Las mujeres autóctonas que disfrutan de estatus en Occidente sirven de ejemplo a la inmigrante, culta o inculta, que huye de las condiciones económicas de su país, procede de un contexto muy desigual desde el punto de vista económico o cultural, incluso religioso, que llegaba al continente laico, es un decir, como sujeto demandante de potencial consumidora, y que ahora sólo quiere sobrevivir. El continente laico la impactó a través de su tecnología, su escasa natalidad y, por tanto, con promesa de aluvión de puestos de trabajo en un futuro no remoto. Pero la estela pseudoparadisiaca de una sociedad de consumo ha desaparecido.
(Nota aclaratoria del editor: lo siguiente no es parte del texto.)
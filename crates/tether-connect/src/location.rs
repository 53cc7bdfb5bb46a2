//! CodeLocation: a live connection to the definitions of one code location
//!
//! A code location is the only thing allowed to fetch snapshots. Each variant
//! keeps the last successful fetch in a [`SnapshotCache`]; a failed, timed
//! out or cancelled fetch never touches it.

use crate::grpc::GrpcServerCodeLocation;
use crate::in_process::InProcessCodeLocation;
use crate::managed::ManagedGrpcEnvCodeLocation;
use async_trait::async_trait;
use std::collections::{BTreeMap, HashMap};
use serde_json::Value;
use std::future::Future;
use std::sync::atomic::{AtomicU64, Ordering};
use std::sync::{Arc, RwLock};
use std::time::Duration;
use tether_core::serdes::RepositorySnapshots;
use tether_core::snapshot::{
    ExternalJobSubsetResult, ExternalPartitionConfigData, ExternalPartitionTagsData,
    ExternalRepositoryData, PartitionSetSnap, SerializableErrorInfo,
};
use tether_core::{
    CodeLocationOrigin, EntityKind, Error, ExternalExecutionPlan, ExternalJob, ExternalRepository,
    JobHandle, RepositoryHandle, Result, RunConfig,
};
use tracing::debug;

/// Repositories of one location, by name, from a single fetch
pub type Repositories = BTreeMap<String, Arc<ExternalRepository>>;

/// Definitions targets available to in-process locations, by name
pub type DefinitionTargets = HashMap<String, Arc<dyn DefinitionsProvider>>;

/// Caller-supplied timeouts for every blocking operation
#[derive(Debug, Clone, Copy, PartialEq, Eq)]
pub struct CodeLocationConfig {
    /// Dialing a server, including the handshake
    pub connect_timeout: Duration,

    /// Any single snapshot or plan request
    pub request_timeout: Duration,

    pub heartbeat_timeout: Duration,

    /// How long a spawned worker has to start answering
    pub startup_timeout: Duration,
}

impl Default for CodeLocationConfig {
    fn default() -> Self {
        Self {
            connect_timeout: Duration::from_secs(10),
            request_timeout: Duration::from_secs(60),
            heartbeat_timeout: Duration::from_secs(5),
            startup_timeout: Duration::from_secs(60),
        }
    }
}

/// User definitions loaded inside the current process
///
/// Calls run on the blocking thread pool. An `Err` is a failure in user code
/// and is surfaced as [`Error::UserCode`], as is a panic.
pub trait DefinitionsProvider: Send + Sync + 'static {
    fn load_repositories(&self) -> std::result::Result<Vec<ExternalRepositoryData>, SerializableErrorInfo>;

    /// Keys of a dynamic partitions definition; none by default
    fn dynamic_partition_names(
        &self,
        _partitions_def_name: &str,
    ) -> std::result::Result<Vec<String>, SerializableErrorInfo> {
        Ok(Vec::new())
    }

    /// Run config for one partition of a set; `{}` by default
    fn partition_config(
        &self,
        _partition_set: &PartitionSetSnap,
        _partition_name: &str,
    ) -> std::result::Result<Value, SerializableErrorInfo> {
        Ok(Value::Object(Default::default()))
    }

    /// Extra run tags for one partition of a set; none by default
    fn partition_tags(
        &self,
        _partition_set: &PartitionSetSnap,
        _partition_name: &str,
    ) -> std::result::Result<BTreeMap<String, String>, SerializableErrorInfo> {
        Ok(BTreeMap::new())
    }
}

/// A connection to one code location
#[async_trait]
pub trait CodeLocation: Send + Sync {
    fn origin(&self) -> &CodeLocationOrigin;

    fn name(&self) -> &str {
        self.origin().location_name()
    }

    /// Fetch every repository, replacing the cached snapshot on success
    async fn get_repositories(&self) -> Result<Arc<Repositories>>;

    /// Last successfully fetched repositories, if any
    fn cached_repositories(&self) -> Option<Arc<Repositories>>;

    /// Look up a repository, fetching once if nothing is cached yet
    async fn get_repository(&self, name: &str) -> Result<Arc<ExternalRepository>> {
        let repositories = match self.cached_repositories() {
            Some(cached) => cached,
            None => self.get_repositories().await?,
        };
        repositories
            .get(name)
            .cloned()
            .ok_or_else(|| Error::not_found(EntityKind::Repository, name))
    }

    /// Have the worker build the execution plan for a job
    async fn get_execution_plan(
        &self,
        job_handle: &JobHandle,
        run_config: &RunConfig,
        step_keys_to_execute: Option<&[String]>,
    ) -> Result<ExternalExecutionPlan>;

    /// Have the worker cut an op selection out of a job
    ///
    /// The subset keeps the job's handle and identifies with the full job.
    /// A selection the job cannot satisfy fails with [`Error::UserCode`].
    async fn get_subset_job(
        &self,
        job_handle: &JobHandle,
        op_selection: &[String],
    ) -> Result<Arc<ExternalJob>>;

    async fn get_partition_names(
        &self,
        repository_handle: &RepositoryHandle,
        partition_set_name: &str,
    ) -> Result<Vec<String>>;

    /// Run config the worker produces for one partition
    async fn get_partition_config(
        &self,
        repository_handle: &RepositoryHandle,
        partition_set_name: &str,
        partition_name: &str,
    ) -> Result<ExternalPartitionConfigData>;

    /// Run tags the worker produces for one partition
    async fn get_partition_tags(
        &self,
        repository_handle: &RepositoryHandle,
        partition_set_name: &str,
        partition_name: &str,
    ) -> Result<ExternalPartitionTagsData>;

    async fn heartbeat(&self) -> Result<()>;

    async fn is_reachable(&self) -> bool {
        self.heartbeat().await.is_ok()
    }

    /// Identity of the serving process; changes when it restarts
    fn server_id(&self) -> Option<String>;

    /// Release the connection, stopping the worker where this location owns it
    async fn shutdown(&self) -> Result<()>;
}

/// Connect to the location an origin describes
///
/// Fails immediately on the first error; retrying is up to the caller.
pub async fn connect(
    origin: &CodeLocationOrigin,
    config: &CodeLocationConfig,
    targets: &DefinitionTargets,
) -> Result<Arc<dyn CodeLocation>> {
    debug!("Connecting to code location {}", origin.location_name());
    let location: Arc<dyn CodeLocation> = match origin {
        CodeLocationOrigin::InProcess(o) => {
            let provider = targets
                .get(&o.target)
                .cloned()
                .ok_or_else(|| Error::not_found(EntityKind::CodeLocation, &o.target))?;
            Arc::new(InProcessCodeLocation::new(origin.clone(), *config, provider))
        }
        CodeLocationOrigin::GrpcServer(_) => {
            Arc::new(GrpcServerCodeLocation::connect(origin.clone(), *config).await?)
        }
        CodeLocationOrigin::ManagedGrpcEnv(_) => {
            Arc::new(ManagedGrpcEnvCodeLocation::start(origin.clone(), *config).await?)
        }
    };
    Ok(location)
}

/// Last good snapshot of a location
///
/// Replaced wholesale, so a reader sees either the old tree or the new one.
/// Each fetch takes a generation from [`SnapshotCache::begin_fetch`] before it
/// sends its request; a fetch that finishes after a later one was installed
/// is dropped, so overlapping fetches never roll the cache back.
#[derive(Debug, Default)]
pub struct SnapshotCache {
    last_generation: AtomicU64,
    current: RwLock<Installed>,
}

#[derive(Debug, Default)]
struct Installed {
    generation: u64,
    repositories: Option<Arc<Repositories>>,
}

impl SnapshotCache {
    pub fn new() -> Self {
        Self::default()
    }

    pub fn get(&self) -> Option<Arc<Repositories>> {
        self.current
            .read()
            .unwrap_or_else(|e| e.into_inner())
            .repositories
            .clone()
    }

    /// Generation for a fetch about to be sent
    pub fn begin_fetch(&self) -> u64 {
        self.last_generation.fetch_add(1, Ordering::SeqCst) + 1
    }

    /// Wrap a complete fetch and make it current
    ///
    /// Returns what is current afterwards: the fetched tree, or the newer
    /// one already installed by a fetch that began later.
    pub fn replace(
        &self,
        generation: u64,
        snapshots: RepositorySnapshots,
        origin: &CodeLocationOrigin,
    ) -> Arc<Repositories> {
        let repositories: Repositories = snapshots
            .into_iter()
            .map(|(name, data)| {
                let repo = ExternalRepository::from_location(Arc::new(data), origin.clone());
                (name, Arc::new(repo))
            })
            .collect();
        let repositories = Arc::new(repositories);

        let mut current = self.current.write().unwrap_or_else(|e| e.into_inner());
        if current.generation > generation {
            debug!(
                "Dropping fetch {} for {}, fetch {} is newer",
                generation,
                origin.location_name(),
                current.generation
            );
            return current.repositories.clone().unwrap_or(repositories);
        }
        *current = Installed {
            generation,
            repositories: Some(repositories.clone()),
        };
        repositories
    }

    /// Forget the snapshot; fetches already in flight will not restore it
    pub fn clear(&self) {
        let generation = self.begin_fetch();
        *self.current.write().unwrap_or_else(|e| e.into_inner()) = Installed {
            generation,
            repositories: None,
        };
    }
}

/// Wrap a subset answer as a job of the repository it was cut from
pub(crate) fn wrap_subset(
    repository: &ExternalRepository,
    result: ExternalJobSubsetResult,
) -> Result<Arc<ExternalJob>> {
    let data = result.into_job_data()?;
    Ok(Arc::new(repository.wrap_job(&data)))
}

/// Await `fut`, failing with a timeout error once `after` elapses
pub(crate) async fn with_timeout<T, F>(
    location: &str,
    operation: &str,
    after: Duration,
    fut: F,
) -> Result<T>
where
    F: Future<Output = Result<T>>,
{
    match tokio::time::timeout(after, fut).await {
        Ok(result) => result,
        Err(_) => Err(Error::timeout(location, operation, after)),
    }
}

/// Check that a handle addresses the given location
pub(crate) fn check_origin(origin: &CodeLocationOrigin, handle: &RepositoryHandle) -> Result<()> {
    if &handle.code_location_origin != origin {
        return Err(Error::not_found(
            EntityKind::Repository,
            format!(
                "{} (handle points at location {})",
                handle.repository_name,
                handle.location_name()
            ),
        ));
    }
    Ok(())
}

#[cfg(test)]
mod tests {
    use super::*;
    use tether_core::testing::etl_repository;
    use tether_core::InProcessOrigin;

    fn origin() -> CodeLocationOrigin {
        CodeLocationOrigin::InProcess(InProcessOrigin::named("defs", "defs"))
    }

    fn snapshots(names: &[&str]) -> RepositorySnapshots {
        names
            .iter()
            .map(|name| (name.to_string(), etl_repository(name)))
            .collect()
    }

    #[test]
    fn test_cache_replace_is_wholesale() {
        let cache = SnapshotCache::new();
        assert!(cache.get().is_none());

        let first = cache.replace(cache.begin_fetch(), snapshots(&["analytics"]), &origin());

        // A reader holding the old tree keeps it after replacement.
        let held = cache.get().unwrap();
        let second = cache.replace(
            cache.begin_fetch(),
            snapshots(&["analytics", "billing"]),
            &origin(),
        );

        assert!(Arc::ptr_eq(&held, &first));
        assert_eq!(held.len(), 1);
        assert_eq!(second.len(), 2);
        assert!(Arc::ptr_eq(&cache.get().unwrap(), &second));

        cache.clear();
        assert!(cache.get().is_none());
    }

    #[test]
    fn test_older_fetch_finishing_last_is_dropped() {
        let cache = SnapshotCache::new();
        let slow = cache.begin_fetch();
        let fast = cache.begin_fetch();

        let newer = cache.replace(fast, snapshots(&["new"]), &origin());
        let returned = cache.replace(slow, snapshots(&["old"]), &origin());

        assert!(Arc::ptr_eq(&returned, &newer));
        let current = cache.get().unwrap();
        assert_eq!(current.keys().collect::<Vec<_>>(), vec!["new"]);
    }

    #[test]
    fn test_fetch_in_flight_does_not_undo_clear() {
        let cache = SnapshotCache::new();
        let in_flight = cache.begin_fetch();
        cache.clear();

        let returned = cache.replace(in_flight, snapshots(&["analytics"]), &origin());
        assert_eq!(returned.len(), 1);
        assert!(cache.get().is_none());

        cache.replace(cache.begin_fetch(), snapshots(&["analytics"]), &origin());
        assert!(cache.get().is_some());
    }

    #[tokio::test]
    async fn test_with_timeout() {
        let err = with_timeout("defs", "fetch", Duration::from_millis(10), async {
            tokio::time::sleep(Duration::from_secs(5)).await;
            Ok(())
        })
        .await
        .unwrap_err();
        assert!(err.is_timeout());

        let value = with_timeout("defs", "fetch", Duration::from_secs(1), async { Ok(7) })
            .await
            .unwrap();
        assert_eq!(value, 7);
    }

    #[tokio::test]
    async fn test_connect_unknown_target() {
        let err = connect(&origin(), &CodeLocationConfig::default(), &DefinitionTargets::new())
            .await
            .err()
            .unwrap();
        assert_eq!(err, Error::not_found(EntityKind::CodeLocation, "defs"));
    }

    #[test]
    fn test_check_origin() {
        let handle = RepositoryHandle::new("analytics", origin());
        assert!(check_origin(&origin(), &handle).is_ok());

        let other = CodeLocationOrigin::InProcess(InProcessOrigin::named("other", "other"));
        assert!(check_origin(&other, &handle).unwrap_err().is_not_found());
    }
}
Muchas de estas mujeres, en edad de procrear, suavizaron la tensión demográfica de sus países y llenaron nuestras escuelas, semivacías, de niños, y sus envíos de moneda animaron las economías de los países de origen en un cercano tiempo. Ahora la situación ha cambiado. Hoy el Estado postbienestar incluye en las expectativas de la inmigrante una frustración añadida.